5. Nf3 c5 6. e3 cxd4 7. exd4 Nxc3
Ist erst in der jüngeren Vergangenheit populär geworden. Normalerweise geschieht hier 7…Le7 oder 7…Lb4 mit einer Standard-Isolani-Stellung, wie sie aus vielen Eröffnungen entstehen kann. Aber Shankland bringt die Stellung noch weiter aus dem Gleichgewicht.
8. bxc3 Qc7
9. Bb2
Wenn Weiß in der Folge zu c4 und d5 kommt, steht der Läufer hier gut. Wenn nicht, dann nicht. Weiß träumt jetzt schon von einem Angriff gegen den kurz rochierten schwarzen König. 9.Ld2 wird gleichwohl häufiger gespielt.
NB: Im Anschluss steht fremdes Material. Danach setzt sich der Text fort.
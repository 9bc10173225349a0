use std::path::PathBuf;
use std::sync::Arc;

use nba_dashboard::{load_file, DataLoadError, DatasetCache, Position};

fn fixture(name: &str) -> PathBuf {
    let mut path = PathBuf::from(env!("CARGO_MANIFEST_DIR"));
    path.push("tests");
    path.push("fixtures");
    path.push(name);
    path
}

#[test]
fn csv_fixture_loads_all_rows() {
    let ds = load_file(&fixture("players.csv")).expect("fixture should load");
    assert_eq!(ds.len(), 8);

    let codes: Vec<&str> = ds.positions().iter().map(Position::as_str).collect();
    assert_eq!(codes, ["PG", "C", "SF", "SG", "PF", "SG-PG"]);
    assert_eq!(ds.age_bounds(), Some((19, 36)));

    let first = &ds.records()[0];
    assert_eq!(first.player.as_deref(), Some("Alpha Guard"));
    assert_eq!(first.team.as_deref(), Some("BOS"));
    assert_eq!(first.age, 25);
    assert_eq!(first.points, 20.0);
}

#[test]
fn tsv_and_json_match_the_same_rows() {
    let tsv = load_file(&fixture("players.tsv")).expect("tsv should load");
    assert_eq!(tsv.len(), 2);
    assert_eq!(tsv.records()[1].age, 30);

    let json = load_file(&fixture("players.json")).expect("json should load");
    assert_eq!(json.len(), 3);
    assert_eq!(json.records()[1].age, 25);
    assert_eq!(json.records()[1].points, 10.0);
    assert_eq!(json.records()[1].team, None);
    assert_eq!(json.records()[2].points, 15.0);
}

#[test]
fn nonexistent_path_fails_with_io_error() {
    let err = load_file(&fixture("nope.csv")).unwrap_err();
    assert!(matches!(err, DataLoadError::Io { .. }), "{err:?}");
    assert!(err.to_string().contains("nope.csv"));
}

#[test]
fn missing_required_column_is_reported() {
    let err = load_file(&fixture("missing_points.csv")).unwrap_err();
    match err {
        DataLoadError::MissingColumn { column, .. } => assert_eq!(column, "PTS"),
        other => panic!("unexpected error: {other:?}"),
    }
}

#[test]
fn bad_cell_aborts_whole_load() {
    let err = load_file(&fixture("bad_age.csv")).unwrap_err();
    match err {
        DataLoadError::InvalidValue {
            row, column, value, ..
        } => {
            assert_eq!(row, 2);
            assert_eq!(column, "Age");
            assert_eq!(value, "twenty");
        }
        other => panic!("unexpected error: {other:?}"),
    }
}

#[test]
fn ragged_rows_are_malformed() {
    let err = load_file(&fixture("ragged.csv")).unwrap_err();
    assert!(matches!(err, DataLoadError::Csv { .. }), "{err:?}");
}

#[test]
fn cache_reads_file_once() {
    let cache = DatasetCache::new(fixture("players.csv"));
    assert!(!cache.is_loaded());
    let a = cache.get().expect("first load");
    let b = cache.get().expect("second load");
    assert!(cache.is_loaded());
    assert!(Arc::ptr_eq(&a, &b));
}

#[test]
fn cache_surfaces_load_errors() {
    let cache = DatasetCache::new(fixture("nope.csv"));
    assert!(matches!(cache.get(), Err(DataLoadError::Io { .. })));
    assert!(!cache.is_loaded());
}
(9. c4?! Direkt eine Stellung mit hängenden Bauern anzustreben, wäre fragwürdig. Schwarz kann sofort per 9…Lb4+ Material vom Brett nehmen, und jede Vereinfachung hilft der Seite, die gegen die hängenden Bauern kämpft.)
9… Nd7
Bevor er sich anderweitig entwickelt, muss Schwarz die Option Se5 nebst f4 aus der Stellung nehmen.Nach z.B. 9…b6 10.Se5 hätte Schwarz schon Probleme.
10. Bd3 Be7
(10… Ba3!? sieht nach einer veritablen Option für Schwarz aus. Aber Vereinfachung will Shankland an diesem Tag aus dem Weg gehen, wo immer er kann.)
11. O-O
11… b6
Lässt sehenden Auges 12.d5 zu, provoziert es sogar.
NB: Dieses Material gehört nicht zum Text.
use std::path::{Path, PathBuf};
use std::sync::Arc;

use once_cell::sync::OnceCell;

use super::loader::{load_file, DataLoadError};
use super::model::Dataset;

static SHARED: OnceCell<DatasetCache> = OnceCell::new();

/// Read-only, load-once holder for the dataset at a fixed path.
///
/// The slot is assigned at most once: the first successful [`get`](Self::get)
/// reads the file, every later call hands out the same `Arc`. A failed load
/// leaves the slot empty so the next interaction tries again.
#[derive(Debug)]
pub struct DatasetCache {
    path: PathBuf,
    dataset: OnceCell<Arc<Dataset>>,
}

impl DatasetCache {
    pub fn new(path: impl Into<PathBuf>) -> Self {
        DatasetCache {
            path: path.into(),
            dataset: OnceCell::new(),
        }
    }

    /// The process-wide cache. The first caller fixes the path; asking for a
    /// different one afterwards still returns the original cache.
    pub fn shared(path: &Path) -> &'static DatasetCache {
        let cache = SHARED.get_or_init(|| DatasetCache::new(path));
        if cache.path != path {
            log::warn!(
                "Dataset cache already bound to {}, ignoring request for {}",
                cache.path.display(),
                path.display()
            );
        }
        cache
    }

    pub fn path(&self) -> &Path {
        &self.path
    }

    /// Whether the file has already been read successfully.
    pub fn is_loaded(&self) -> bool {
        self.dataset.get().is_some()
    }

    pub fn get(&self) -> Result<Arc<Dataset>, DataLoadError> {
        self.dataset
            .get_or_try_init(|| load_file(&self.path).map(Arc::new))
            .cloned()
    }
}

#[cfg(test)]
mod tests {
    use super::*;

    #[test]
    fn failed_load_is_not_cached() {
        let cache = DatasetCache::new("no/such/dir/players.csv");
        assert!(cache.get().is_err());
        assert!(!cache.is_loaded());
        assert!(cache.get().is_err());
    }

    #[test]
    fn shared_cache_keeps_first_path() {
        let first = DatasetCache::shared(Path::new("data/nba_data_processed.csv"));
        let second = DatasetCache::shared(Path::new("elsewhere.csv"));
        assert!(std::ptr::eq(first, second));
        assert_eq!(second.path(), Path::new("data/nba_data_processed.csv"));
    }
}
(11… O-O Erst rochieren, danach …b6 gibt Weiß die Möglichkeit 12. Qe2 b6 13. Qe4 Die Angelegenheit ist aber nicht so klar. 13…Nf6 14. Qxa8 Bb7 15. Qxa7 Ra8 16. Qxa8+ Bxa8 und für den Moment ist die Dame stärker als die beiden Türme.)
12. d5
Der Bauer ist natürlich tabu. …exd5 würde mit Te1 beantwortet, und der schwarze König wäre im Zentrum festgenagelt. Ist die schwarze Eröffnung schiefgegangen?
12… O-O
(12… Nc5 wäre der normale Zug. Auf 13. c4 O-O würden sich die meisten Schwarzspieler ohne allzu große Bedenken einlassen. Der Kg8 steht zwar ohne Leibgarde da, aber unmittelbar hat Weiß noch kein Spiel gegen den König.)
13. dxe6 fxe6
Schwarz lässt sich bereitwillig einen rückständigen Isolani auf der e-Linie andrehen…
14. Qc2 h6
…und weißfeldrige Löcher am Königsflügel noch dazu. “Und was bekommt er dafür?”, könnte man fragen. Shankland sucht Chancen auf der f-Linie und der langen Diagonalen a8-h1.
15. Bh7+
(15. Rae1 Bb7 16. Nd4 Nc5 17. Bh7+ Kh8 18. Nxe6 Qc6 19. Qg6 Rf7 mit unklarem Spiel (Yermolinsky) ist eine Variante, die veranschaulicht, in welchem Maße Shankland bereit ist, Risiko zu nehmen, um taktische Chancen zu bekommen.)
15… Kh8 16. Be4
Eben diese Diagonale darf Weiß dem Schwarzen nicht überlassen.
16… Rb8
Und wieder wählt Schwarz den Zug, der die Stellung am komplexesten hält.
17. c4 Bf6
18. Ba3
Jetzt endlich ist der Sd7 beweglich, der bislang an Ort und Stelle bleiben musste, um Se5 zu verhindern. Um diesen Zustand beizubehalten, wäre womöglich 18.Lxf6 besser gewesen. Aber dem Weißen schwebt eine spezifische Aufstellung vor.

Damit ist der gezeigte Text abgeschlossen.